School in the Crosshairs

A pop-music confection of psychic powers, first love, and invaders from Venus, 1981’s School in the Crosshairs is a mainline rush of anime aesthetics and pre-MTV aspirations. And if you think that’s a mouthful, wait’ll you get a look at the film itself! Director Nobuhiko Obayashi (House) stacks plot devices like Jenga pieces, relying on the charisma of super-producer Haruki Kadokawa’s handpicked pop princess to keep it from collapsing under its own weight.

That secret ingredient is star Hiroko Yakushimaru, the cherub-faced schoolgirl who’d break out later that same year in Sailor Suit and Machine Gun. Here she plays Yuka, the most popular girl in school, who discovers her telekinetic abilities have drawn the attention of a power-hungry alien bent on enslaving her fellow students. With help from a mysterious new girl on campus, the villains drain all the fun from Daii Academy, transforming it into a fascist state devoted entirely to academics.  

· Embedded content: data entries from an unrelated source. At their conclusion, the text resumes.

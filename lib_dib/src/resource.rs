use log::{error, info};
use thiserror::Error;

use crate::image::decoder::{decode, DecodeError};
use crate::surface::Surface;

#[derive(Error, Debug)]
pub enum ResourceError {
    /// The resource is empty or does not decode. `source` is `None` for an
    /// empty resource.
    #[error("failed to load bitmap resource `{name}`")]
    LoadFailure {
        name: &'static str,
        #[source]
        source: Option<DecodeError>,
    },
}

/// A bitmap compiled into the executable.
#[derive(Debug, Clone, Copy)]
pub struct Resource {
    pub name: &'static str,
    pub bytes: &'static [u8],
}

impl Resource {
    pub const fn new(name: &'static str, bytes: &'static [u8]) -> Self {
        Self { name, bytes }
    }
}

/// Embeds a bitmap file at compile time, named after its path.
#[macro_export]
macro_rules! bitmap_resource {
    ($path:literal) => {
        $crate::resource::Resource::new($path, include_bytes!($path))
    };
}

/// Loads an embedded bitmap as a surface. The result is indistinguishable
/// from a surface created with [`crate::create_surface`].
pub fn load_surface_from_resource(resource: &Resource) -> Result<Surface, ResourceError> {
    if resource.bytes.is_empty() {
        error!("Bitmap resource {} is empty", resource.name);
        return Err(ResourceError::LoadFailure {
            name: resource.name,
            source: None,
        });
    }

    let surface = decode(resource.bytes).map_err(|source| {
        error!("Error loading bitmap resource {}: {}", resource.name, source);
        ResourceError::LoadFailure {
            name: resource.name,
            source: Some(source),
        }
    })?;

    info!(
        "Loaded resource {} ({}x{} at {} bpp)",
        resource.name,
        surface.width(),
        surface.height(),
        surface.descriptor().bits_per_pixel()
    );
    Ok(surface)
}
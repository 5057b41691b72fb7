use std::fs;
use std::io;
use std::path::Path;

use log::{debug, error, info};
use thiserror::Error;

use super::encoder::padded_stride;
use super::format::{ChannelMasks, Palette, PixelFormat, Rgb};
use crate::constants::{
    BI_BITFIELDS, BI_RGB, FILE_HEADER_SIZE, INFO_HEADER_SIZE, MAGIC, PALETTE_ENTRIES,
    RGBQUAD_SIZE, V4_HEADER_SIZE, V5_HEADER_SIZE,
};
use crate::surface::{ColorLayout, Surface, SurfaceError};

#[derive(Error, Debug)]
pub enum DecodeError {
    #[error("Invalid format or header")]
    InvalidHeader,
    #[error("Unsupported info header size {0}")]
    UnsupportedHeaderSize(u32),
    #[error("Unexpected end of data while reading {0}")]
    Truncated(&'static str),
    #[error("Unsupported compression method {0}")]
    UnsupportedCompression(u32),
    #[error("Unsupported channel masks {red:08X}/{green:08X}/{blue:08X}")]
    UnsupportedMasks { red: u32, green: u32, blue: u32 },
    #[error("Invalid surface: {0}")]
    Surface(#[from] SurfaceError),
    #[error("IO error: {0}")]
    Io(#[from] io::Error),
}

/// Little-endian field reader over the raw file bytes.
struct Cursor<'a> {
    data: &'a [u8],
    position: usize,
}

impl<'a> Cursor<'a> {
    fn new(data: &'a [u8]) -> Self {
        Self { data, position: 0 }
    }

    fn take(&mut self, len: usize, what: &'static str) -> Result<&'a [u8], DecodeError> {
        let end = self
            .position
            .checked_add(len)
            .filter(|&end| end <= self.data.len())
            .ok_or_else(|| {
                error!("Unexpected end of data while reading {}", what);
                DecodeError::Truncated(what)
            })?;
        let bytes = &self.data[self.position..end];
        self.position = end;
        Ok(bytes)
    }

    fn u16(&mut self, what: &'static str) -> Result<u16, DecodeError> {
        let bytes = self.take(2, what)?;
        Ok(u16::from_le_bytes([bytes[0], bytes[1]]))
    }

    fn u32(&mut self, what: &'static str) -> Result<u32, DecodeError> {
        let bytes = self.take(4, what)?;
        Ok(u32::from_le_bytes([bytes[0], bytes[1], bytes[2], bytes[3]]))
    }

    fn i32(&mut self, what: &'static str) -> Result<i32, DecodeError> {
        Ok(self.u32(what)? as i32)
    }

    fn seek(&mut self, position: usize) {
        self.position = position;
    }
}

#[derive(Debug)]
struct InfoHeader {
    size: u32,
    width: i32,
    height: i32,
    bit_count: u16,
    compression: u32,
    colors_used: u32,
}

/// Parses a bitmap file into a top-down surface.
pub fn decode(encoded_data: &[u8]) -> Result<Surface, DecodeError> {
    let mut cursor = Cursor::new(encoded_data);

    // Check the file header and magic number
    if encoded_data.len() < FILE_HEADER_SIZE || !encoded_data.starts_with(&MAGIC) {
        error!("Invalid format or missing magic number in header");
        return Err(DecodeError::InvalidHeader);
    }
    cursor.seek(MAGIC.len());
    let file_size = cursor.u32("file size")?;
    cursor.u32("reserved")?;
    let pixel_offset = cursor.u32("pixel offset")? as usize;
    debug!("File header: size={} pixel offset={}", file_size, pixel_offset);

    let info = read_info_header(&mut cursor)?;
    debug!("Info header: {:?}", info);

    if info.width <= 0 || info.height == 0 || info.height == i32::MIN {
        error!("Invalid bitmap dimensions {}x{}", info.width, info.height);
        return Err(DecodeError::InvalidHeader);
    }
    let width = info.width as u32;
    let height = info.height.unsigned_abs();
    let bottom_up = info.height > 0;

    // Masks live inside V4/V5 headers, or right after a 40-byte header.
    let masks = if info.compression == BI_BITFIELDS {
        cursor.seek(FILE_HEADER_SIZE + INFO_HEADER_SIZE);
        Some(ChannelMasks {
            red: cursor.u32("red mask")?,
            green: cursor.u32("green mask")?,
            blue: cursor.u32("blue mask")?,
        })
    } else {
        None
    };

    let format = match (info.bit_count, info.compression) {
        (8, BI_RGB) => PixelFormat::Indexed8,
        (16, BI_RGB) => PixelFormat::Rgb555,
        (24, BI_RGB) => PixelFormat::Bgr24,
        (32, BI_RGB) => PixelFormat::Xrgb32,
        (16 | 32, BI_BITFIELDS) => format_for_masks(info.bit_count, masks)?,
        (8 | 24, BI_BITFIELDS) | (_, BI_RGB) => {
            error!("Unsupported bit count {}", info.bit_count);
            return Err(SurfaceError::UnsupportedFormat(info.bit_count).into());
        }
        (_, compression) => {
            error!("Unsupported compression method {}", compression);
            return Err(DecodeError::UnsupportedCompression(compression));
        }
    };

    let layout = match format {
        PixelFormat::Indexed8 => {
            cursor.seek(FILE_HEADER_SIZE + info.size as usize);
            ColorLayout::Indexed(read_palette(&mut cursor, info.colors_used)?)
        }
        PixelFormat::Bgr24 => ColorLayout::Direct,
        packed => ColorLayout::PackedMask(packed.masks().ok_or(DecodeError::InvalidHeader)?),
    };

    // Strip row padding and flip bottom-up files into top-down order
    let row_bytes = width as usize * format.bytes_per_pixel();
    let stride = padded_stride(row_bytes);
    let (surface_size, file_rows_size) = row_bytes
        .checked_mul(height as usize)
        .zip(stride.checked_mul(height as usize))
        .ok_or(SurfaceError::OutOfMemory { bytes: usize::MAX })?;
    cursor.seek(pixel_offset);
    let rows = cursor.take(file_rows_size, "pixel rows")?;
    let mut bytes = Vec::new();
    bytes
        .try_reserve_exact(surface_size)
        .map_err(|_| SurfaceError::OutOfMemory {
            bytes: surface_size,
        })?;
    for y in 0..height as usize {
        let source_row = if bottom_up { height as usize - 1 - y } else { y };
        let start = source_row * stride;
        bytes.extend_from_slice(&rows[start..start + row_bytes]);
    }

    let surface = Surface::from_parts(width, height, format, layout, bytes)?;
    info!(
        "Decoded {}x{} bitmap at {} bpp ({})",
        width,
        height,
        format.bits_per_pixel(),
        if bottom_up { "bottom-up" } else { "top-down" }
    );
    Ok(surface)
}

pub fn load_surface_from_file<P: AsRef<Path>>(path: P) -> Result<Surface, DecodeError> {
    let data = fs::read(path.as_ref()).map_err(|e| {
        error!("Can't read {}: {}", path.as_ref().display(), e);
        e
    })?;
    decode(&data)
}

fn read_info_header(cursor: &mut Cursor) -> Result<InfoHeader, DecodeError> {
    let size = cursor.u32("info header size")?;
    if ![INFO_HEADER_SIZE, V4_HEADER_SIZE, V5_HEADER_SIZE].contains(&(size as usize)) {
        error!("Unsupported info header size {}", size);
        return Err(DecodeError::UnsupportedHeaderSize(size));
    }

    let width = cursor.i32("width")?;
    let height = cursor.i32("height")?;
    let planes = cursor.u16("planes")?;
    if planes != 1 {
        error!("Invalid plane count {}", planes);
        return Err(DecodeError::InvalidHeader);
    }
    let bit_count = cursor.u16("bit count")?;
    let compression = cursor.u32("compression")?;
    cursor.u32("image size")?;
    cursor.i32("horizontal resolution")?;
    cursor.i32("vertical resolution")?;
    let colors_used = cursor.u32("colors used")?;
    cursor.u32("important colors")?;

    Ok(InfoHeader {
        size,
        width,
        height,
        bit_count,
        compression,
        colors_used,
    })
}

fn read_palette(cursor: &mut Cursor, colors_used: u32) -> Result<Palette, DecodeError> {
    let count = match colors_used as usize {
        0 => PALETTE_ENTRIES,
        n => n.min(PALETTE_ENTRIES),
    };

    let mut colors = Vec::with_capacity(count);
    for _ in 0..count {
        let quad = cursor.take(RGBQUAD_SIZE, "palette")?;
        colors.push(Rgb::new(quad[2], quad[1], quad[0]));
    }
    debug!("Read palette with {} colors", count);

    Ok(Palette::from_colors(&colors))
}

fn format_for_masks(bit_count: u16, masks: Option<ChannelMasks>) -> Result<PixelFormat, DecodeError> {
    let masks = masks.ok_or(DecodeError::InvalidHeader)?;
    match (bit_count, masks) {
        (16, ChannelMasks::RGB555) => Ok(PixelFormat::Rgb555),
        (16, ChannelMasks::RGB565) => Ok(PixelFormat::Rgb565),
        (32, ChannelMasks::XRGB8888) => Ok(PixelFormat::Xrgb32),
        _ => {
            error!("Unsupported channel masks {:08X?}", masks.to_words());
            Err(DecodeError::UnsupportedMasks {
                red: masks.red,
                green: masks.green,
                blue: masks.blue,
            })
        }
    }
}

#[cfg(test)]
mod tests {
    use super::*;

    fn header(width: i32, height: i32, bit_count: u16, compression: u32, extra: &[u8]) -> Vec<u8> {
        let offset = (14 + 40 + extra.len()) as u32;
        let mut data = Vec::new();
        data.extend_from_slice(b"BM");
        data.extend_from_slice(&0u32.to_le_bytes());
        data.extend_from_slice(&0u32.to_le_bytes());
        data.extend_from_slice(&offset.to_le_bytes());
        data.extend_from_slice(&40u32.to_le_bytes());
        data.extend_from_slice(&width.to_le_bytes());
        data.extend_from_slice(&height.to_le_bytes());
        data.extend_from_slice(&1u16.to_le_bytes());
        data.extend_from_slice(&bit_count.to_le_bytes());
        data.extend_from_slice(&compression.to_le_bytes());
        data.extend_from_slice(&[0; 20]);
        data.extend_from_slice(extra);
        data
    }

    /// A V4 or V5 header: the three masks sit right after the 40-byte core,
    /// the rest of the header is zero.
    fn versioned_header(size: u32, width: i32, height: i32, bit_count: u16, masks: [u32; 3]) -> Vec<u8> {
        let mut data = header(width, height, bit_count, BI_BITFIELDS, &[]);
        data[10..14].copy_from_slice(&(14 + size).to_le_bytes());
        data[14..18].copy_from_slice(&size.to_le_bytes());
        for word in masks {
            data.extend_from_slice(&word.to_le_bytes());
        }
        data.resize(14 + size as usize, 0);
        data
    }

    fn assert_565_header(size: u32) {
        let mut data = versioned_header(size, 2, -1, 16, [0xF800, 0x07E0, 0x001F]);
        data.extend_from_slice(&0xF800u16.to_le_bytes());
        data.extend_from_slice(&0x07E0u16.to_le_bytes());

        let surface = decode(&data).unwrap();
        assert_eq!(surface.format(), PixelFormat::Rgb565);
        assert_eq!(surface.get_pixel(0, 0).unwrap(), Rgb::new(0xF8, 0, 0));
        assert_eq!(surface.get_pixel(1, 0).unwrap(), Rgb::new(0, 0xFC, 0));
    }

    #[test]
    fn test_decode_bad_magic() {
        assert!(matches!(decode(b"PX000000000000000"), Err(DecodeError::InvalidHeader)));
        assert!(matches!(decode(b"BM"), Err(DecodeError::InvalidHeader)));
    }

    #[test]
    fn test_decode_bottom_up_rows_are_flipped() {
        // 1x2, 24 bpp, bottom row first in the file
        let mut data = header(1, 2, 24, BI_RGB, &[]);
        data.extend_from_slice(&[0x03, 0x02, 0x01, 0x00]); // bottom
        data.extend_from_slice(&[0x30, 0x20, 0x10, 0x00]); // top

        let surface = decode(&data).unwrap();
        assert!(surface.descriptor().is_top_down());
        assert_eq!(surface.get_pixel(0, 0).unwrap(), Rgb::new(0x10, 0x20, 0x30));
        assert_eq!(surface.get_pixel(0, 1).unwrap(), Rgb::new(0x01, 0x02, 0x03));
    }

    #[test]
    fn test_decode_sixteen_bpp_without_masks_is_555() {
        let mut data = header(2, -1, 16, BI_RGB, &[]);
        data.extend_from_slice(&0x7C00u16.to_le_bytes());
        data.extend_from_slice(&0x001Fu16.to_le_bytes());

        let surface = decode(&data).unwrap();
        assert_eq!(surface.format(), PixelFormat::Rgb555);
        assert_eq!(surface.get_pixel(0, 0).unwrap(), Rgb::new(0xF8, 0, 0));
        assert_eq!(surface.get_pixel(1, 0).unwrap(), Rgb::new(0, 0, 0xF8));
    }

    #[test]
    fn test_decode_short_palette() {
        let mut palette = Vec::new();
        palette.extend_from_slice(&[0xFF, 0x00, 0x00, 0x00]); // blue
        palette.extend_from_slice(&[0x00, 0x00, 0xFF, 0x00]); // red
        let mut data = header(1, -1, 8, BI_RGB, &palette);
        data[46..50].copy_from_slice(&2u32.to_le_bytes());
        data.extend_from_slice(&[1, 0, 0, 0]);

        let surface = decode(&data).unwrap();
        let palette = surface.descriptor().palette().unwrap();
        assert_eq!(palette.get(0), Rgb::new(0, 0, 0xFF));
        assert_eq!(palette.get(1), Rgb::new(0xFF, 0, 0));
        assert_eq!(palette.get(2), Rgb::BLACK);
        assert_eq!(surface.get_pixel(0, 0).unwrap(), Rgb::new(0xFF, 0, 0));
    }

    #[test]
    fn test_decode_v4_header_with_565_masks() {
        assert_565_header(V4_HEADER_SIZE as u32);
    }

    #[test]
    fn test_decode_v5_header_with_565_masks() {
        assert_565_header(V5_HEADER_SIZE as u32);
    }

    #[test]
    fn test_decode_thirty_two_bpp() {
        let mut data = header(2, 1, 32, BI_RGB, &[]);
        data.extend_from_slice(&0x0010_2030u32.to_le_bytes());
        data.extend_from_slice(&0x00FF_FFFFu32.to_le_bytes());

        let surface = decode(&data).unwrap();
        assert_eq!(surface.format(), PixelFormat::Xrgb32);
        assert_eq!(surface.dimensions(), (2, 1));
        assert_eq!(surface.get_pixel(0, 0).unwrap(), Rgb::new(0x10, 0x20, 0x30));
        assert_eq!(surface.get_pixel(1, 0).unwrap(), Rgb::WHITE);
    }

    #[test]
    fn test_decode_unsupported_masks() {
        let mut masks = Vec::new();
        for word in [0x0000_00FFu32, 0x0000_FF00, 0x00FF_0000] {
            masks.extend_from_slice(&word.to_le_bytes());
        }
        let mut data = header(1, 1, 32, BI_BITFIELDS, &masks);
        data.extend_from_slice(&[0; 4]);

        assert!(matches!(
            decode(&data),
            Err(DecodeError::UnsupportedMasks { red: 0xFF, .. })
        ));
    }

    #[test]
    fn test_decode_rle_is_unsupported() {
        let data = header(1, 1, 8, 1, &[]);
        assert!(matches!(decode(&data), Err(DecodeError::UnsupportedCompression(1))));
    }

    #[test]
    fn test_decode_four_bpp_is_unsupported() {
        let data = header(1, 1, 4, BI_RGB, &[]);
        assert!(matches!(
            decode(&data),
            Err(DecodeError::Surface(SurfaceError::UnsupportedFormat(4)))
        ));
    }

    #[test]
    fn test_decode_truncated_pixels() {
        let mut data = header(4, 4, 32, BI_RGB, &[]);
        data.extend_from_slice(&[0; 10]);
        assert!(matches!(decode(&data), Err(DecodeError::Truncated("pixel rows"))));
    }
}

Based on an oft-adapted novel by Taku Mayumura, School in the Crosshairs is a kitchen-sink production engineered for mass appeal: neon special effects, underage sex appeal, and even a left-field musical number all compete for attention. Kadokawa was the king of these confectionary distractions, often built around one or two pop idols. Even if Yakushimaru’s appeal isn’t as obvious to Western audiences todat, she’s still cute as a button, and her innocent crush on the man-child next door is pure teenage wish fulfillment. Meanwhile, the hand-drawn, effects-filled finale is a psychedelic mash-up of Altered States, Tron and that animated music video for Take On Me. Trust me, it’s a trip whatever decade you’re living in.

Cult Epics’ new 2K restoration sweetens the deal with an audio commentary, a visual essay exploring Japan’s pop landscape of the era, a poster gallery, trailers, reversible artwork, and a slipcover.